Veröffentlichungen und Präsentationen

Soil pipes are large contiguous macropores that exist in soils or geological materials. These macropore features generally serve as conduits for rapid movement of water through soils or geological material, and are generally oriented nearly parallel to the land surface. Soil pipes are important with regard to the genesis of the landscape, leading to formation of gullies or sink holes, and also significantly increase the generation of rapid runoff in response to rainstorm events. They can also lead to dangerous natural hazards such as landslides, or to failures of human infrastructure including levees, dams, or structural surfaces. Soil pipes generally show evidence of erosion by the flow of water flow along pipe walls. The erosion process can lead to pipe enlargement and eventually to collapse of the material overlying the cavity formed by the pipe. Modeling the process of flow in soil pipes, and the erosion of the pipe walls and transport of sediment by the flowing water is complex. In this paper we present a model of pipe flow and pipe wall erosion based on the CFD Module of COMSOL Multiphysics^® simulation software. Various turbulent flow models are available within this module. In our application we use the k-ω approach. The erosion of the pipe walls is modelled using an equation referred to as the excess shear equation, and the transport of the eroded sediment is modelled using the Transport of Diluted Species physics interface. In our application the soil pipe is assumed to be straight and has uniform diameter.

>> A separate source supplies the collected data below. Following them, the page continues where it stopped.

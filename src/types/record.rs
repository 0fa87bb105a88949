use std::fmt;
use std::str::FromStr;
use std::sync::Arc;

use serde::{Deserialize, Serialize};
use serde_json::{Map, Value};

use super::format::stringify_value;
use crate::grid::GridError;

const DEFAULT_KEY_FIELD: &str = "id";

/// Dotted path addressing a field of a [`Record`], e.g. `address.city`.
#[derive(Debug, Clone, PartialEq, Eq, Hash, PartialOrd, Ord)]
pub struct FieldPath {
	raw: String,
	segments: Vec<String>,
}

impl FieldPath {
	/// Parse a dotted path. Empty paths and empty segments are rejected.
	pub fn parse(raw: &str) -> Result<Self, GridError> {
		let trimmed = raw.trim();
		let segments: Vec<String> = trimmed
			.split('.')
			.map(|segment| segment.trim().to_string())
			.collect();
		if trimmed.is_empty() || segments.iter().any(String::is_empty) {
			return Err(GridError::InvalidFieldPath {
				path: raw.to_string(),
			});
		}
		Ok(Self {
			raw: segments.join("."),
			segments,
		})
	}

	#[must_use]
	pub fn as_str(&self) -> &str {
		&self.raw
	}

	pub fn segments(&self) -> impl Iterator<Item = &str> {
		self.segments.iter().map(String::as_str)
	}

	/// Last segment of the path, used when deriving header labels.
	#[must_use]
	pub fn leaf(&self) -> &str {
		self.segments.last().map(String::as_str).unwrap_or(&self.raw)
	}

	/// Path naming one top-level field verbatim, dots and whitespace included.
	#[must_use]
	pub fn literal(name: &str) -> Self {
		Self {
			raw: name.to_string(),
			segments: vec![name.to_string()],
		}
	}
}

impl fmt::Display for FieldPath {
	fn fmt(&self, f: &mut fmt::Formatter<'_>) -> fmt::Result {
		f.write_str(&self.raw)
	}
}

impl FromStr for FieldPath {
	type Err = GridError;

	fn from_str(s: &str) -> Result<Self, Self::Err> {
		Self::parse(s)
	}
}

/// One row of caller-supplied data.
///
/// Records wrap an order-preserving JSON object so that inferred columns follow
/// the field order of the source document. The grid only ever reads them.
#[derive(Debug, Clone, Default, PartialEq, Serialize, Deserialize)]
#[serde(transparent)]
pub struct Record(Map<String, Value>);

impl Record {
	#[must_use]
	pub fn new() -> Self {
		Self::default()
	}

	#[must_use]
	pub fn from_map(map: Map<String, Value>) -> Self {
		Self(map)
	}

	/// Wrap a JSON value, which must be an object.
	pub fn from_value(value: Value) -> Result<Self, GridError> {
		match value {
			Value::Object(map) => Ok(Self(map)),
			other => Err(GridError::InvalidRecord {
				reason: format!("expected a JSON object, found {}", value_type_name(&other)),
			}),
		}
	}

	/// Convert any serializable value into a record.
	pub fn from_serialize<T: Serialize>(value: &T) -> Result<Self, GridError> {
		let value = serde_json::to_value(value).map_err(|err| GridError::InvalidRecord {
			reason: err.to_string(),
		})?;
		Self::from_value(value)
	}

	/// Builder-style helper used by tests and embedders assembling records by hand.
	#[must_use]
	pub fn with(mut self, field: impl Into<String>, value: impl Into<Value>) -> Self {
		self.0.insert(field.into(), value.into());
		self
	}

	/// Resolve a possibly nested field. Missing segments resolve to `None`.
	#[must_use]
	pub fn get(&self, path: &FieldPath) -> Option<&Value> {
		let mut segments = path.segments();
		let first = segments.next()?;
		let mut current = self.0.get(first)?;
		for segment in segments {
			current = current.as_object()?.get(segment)?;
		}
		Some(current)
	}

	pub fn fields(&self) -> impl Iterator<Item = (&str, &Value)> {
		self.0.iter().map(|(key, value)| (key.as_str(), value))
	}

	#[must_use]
	pub fn as_map(&self) -> &Map<String, Value> {
		&self.0
	}

	#[must_use]
	pub fn into_value(self) -> Value {
		Value::Object(self.0)
	}
}

fn value_type_name(value: &Value) -> &'static str {
	match value {
		Value::Null => "null",
		Value::Bool(_) => "a boolean",
		Value::Number(_) => "a number",
		Value::String(_) => "a string",
		Value::Array(_) => "an array",
		Value::Object(_) => "an object",
	}
}

/// Stable identity of a record, used by the selection tracker.
#[derive(Debug, Clone, PartialEq, Eq, Hash, PartialOrd, Ord, Serialize, Deserialize)]
#[serde(transparent)]
pub struct RecordKey(String);

impl RecordKey {
	pub fn new(key: impl Into<String>) -> Self {
		Self(key.into())
	}

	#[must_use]
	pub fn as_str(&self) -> &str {
		&self.0
	}
}

impl fmt::Display for RecordKey {
	fn fmt(&self, f: &mut fmt::Formatter<'_>) -> fmt::Result {
		f.write_str(&self.0)
	}
}

impl From<&str> for RecordKey {
	fn from(value: &str) -> Self {
		Self::new(value)
	}
}

impl From<String> for RecordKey {
	fn from(value: String) -> Self {
		Self(value)
	}
}

type KeyFn = dyn Fn(&Record) -> Option<RecordKey> + Send + Sync;

/// Strategy used to derive a [`RecordKey`] from a record.
#[derive(Clone)]
pub enum KeyAccessor {
	/// Stringify the value found at the given field.
	Field(FieldPath),
	/// Caller-supplied projection.
	Custom(Arc<KeyFn>),
}

impl KeyAccessor {
	#[must_use]
	pub fn field(path: FieldPath) -> Self {
		Self::Field(path)
	}

	pub fn custom<F>(accessor: F) -> Self
	where
		F: Fn(&Record) -> Option<RecordKey> + Send + Sync + 'static,
	{
		Self::Custom(Arc::new(accessor))
	}

	/// Resolve the key of `record`. Null, empty, and missing keys yield `None`.
	#[must_use]
	pub fn key_of(&self, record: &Record) -> Option<RecordKey> {
		match self {
			Self::Field(path) => {
				let text = stringify_value(record.get(path)?);
				(!text.is_empty()).then(|| RecordKey(text))
			}
			Self::Custom(accessor) => accessor(record),
		}
	}
}

impl Default for KeyAccessor {
	fn default() -> Self {
		Self::Field(FieldPath::literal(DEFAULT_KEY_FIELD))
	}
}

impl fmt::Debug for KeyAccessor {
	fn fmt(&self, f: &mut fmt::Formatter<'_>) -> fmt::Result {
		match self {
			Self::Field(path) => f.debug_tuple("Field").field(path).finish(),
			Self::Custom(_) => f.write_str("Custom(..)"),
		}
	}
}

/// Envelope fields searched when the document is an object rather than an array.
const COLLECTION_FIELDS: [&str; 2] = ["records", "data"];

/// Parse a JSON document holding records.
///
/// Accepts a top-level array of objects, or an object whose `records` or
/// `data` field holds that array.
pub fn parse_records(text: &str) -> Result<Vec<Record>, GridError> {
	let document: Value = serde_json::from_str(text)?;
	let items = match document {
		Value::Array(items) => items,
		Value::Object(mut map) => COLLECTION_FIELDS
			.iter()
			.find_map(|field| match map.remove(*field) {
				Some(Value::Array(items)) => Some(items),
				_ => None,
			})
			.ok_or_else(|| GridError::InvalidRecord {
				reason: "expected an array of records or an object with a `records` or `data` array"
					.into(),
			})?,
		other => {
			return Err(GridError::InvalidRecord {
				reason: format!("expected an array of records, found {}", value_type_name(&other)),
			});
		}
	};
	items.into_iter().map(Record::from_value).collect()
}

#[cfg(test)]
mod tests {
	use super::*;
	use serde_json::json;

	#[test]
	fn field_path_rejects_empty_segments() {
		assert!(FieldPath::parse("").is_err());
		assert!(FieldPath::parse("a..b").is_err());
		assert!(FieldPath::parse(" . ").is_err());
		let path = FieldPath::parse(" address . city ").unwrap();
		assert_eq!(path.as_str(), "address.city");
		assert_eq!(path.leaf(), "city");
	}

	#[test]
	fn nested_fields_resolve_through_objects() {
		let record = Record::from_value(json!({
			"id": 7,
			"address": { "city": "Lyon", "zip": null },
			"tags": ["a", "b"],
		}))
		.unwrap();

		let city = FieldPath::parse("address.city").unwrap();
		assert_eq!(record.get(&city), Some(&json!("Lyon")));

		let through_array = FieldPath::parse("tags.first").unwrap();
		assert_eq!(record.get(&through_array), None);

		let missing = FieldPath::parse("address.country").unwrap();
		assert_eq!(record.get(&missing), None);
	}

	#[test]
	fn non_object_values_are_rejected() {
		let err = Record::from_value(json!([1, 2])).unwrap_err();
		assert!(matches!(err, GridError::InvalidRecord { .. }));
		assert!(err.to_string().contains("an array"));
	}

	#[test]
	fn from_serialize_accepts_structs() {
		#[derive(Serialize)]
		struct Lead {
			id: u32,
			email: &'static str,
		}

		let record = Record::from_serialize(&Lead {
			id: 3,
			email: "lead@example.com",
		})
		.unwrap();
		let keys: Vec<&str> = record.fields().map(|(key, _)| key).collect();
		assert_eq!(keys, vec!["id", "email"]);
	}

	#[test]
	fn default_key_accessor_reads_id_field() {
		let accessor = KeyAccessor::default();
		let record = Record::new().with("id", 42);
		assert_eq!(accessor.key_of(&record), Some(RecordKey::from("42")));

		let without_id = Record::new().with("name", "anon");
		assert_eq!(accessor.key_of(&without_id), None);

		let null_id = Record::new().with("id", Value::Null);
		assert_eq!(accessor.key_of(&null_id), None);
	}

	#[test]
	fn custom_key_accessor_is_used_verbatim() {
		let accessor = KeyAccessor::custom(|record| {
			let email = record.as_map().get("email")?.as_str()?;
			Some(RecordKey::new(email.to_ascii_lowercase()))
		});
		let record = Record::new().with("email", "Ann@Example.com");
		assert_eq!(
			accessor.key_of(&record),
			Some(RecordKey::from("ann@example.com"))
		);
	}

	#[test]
	fn record_collections_accept_arrays_and_envelopes() {
		let records = parse_records(r#"[{"id": 1}, {"id": 2}]"#).unwrap();
		assert_eq!(records.len(), 2);

		let records = parse_records(r#"{"total": 1, "data": [{"id": 1}]}"#).unwrap();
		assert_eq!(records.len(), 1);

		let err = parse_records(r#"{"items": []}"#).unwrap_err();
		assert!(matches!(err, GridError::InvalidRecord { .. }));

		let err = parse_records("[1]").unwrap_err();
		assert!(err.to_string().contains("a number"));

		assert!(matches!(parse_records("not json"), Err(GridError::Json(_))));
	}
}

A finite element mesh was produced using triangular prisms for the central part of the pipe flow, and hexagonal elements for the boundary layer part of the flow. The Wall boundary condition was treated using the Automatic Wall Treatment option. Model simulations of pipe discharge were compared to calculations from the Darcy-Weisbach pipe hydraulics equation, and the turbulence model parameters in the COMSOL Multiphysics^® solution were adjusted to provide reasonable agreement. In our presentation we show the application of the coupled Turbulent Flow (k-ω) and Transport of Diluted Species interfaces for simulating the enlargement of a soil pipe resulting from erosion of the pipe walls, and compare the modeling results to experimental measurements conducted on a laboratory model of a soil pipe. The parameters for the excess shear equation were calibrated to yield reasonably agreeable comparisons.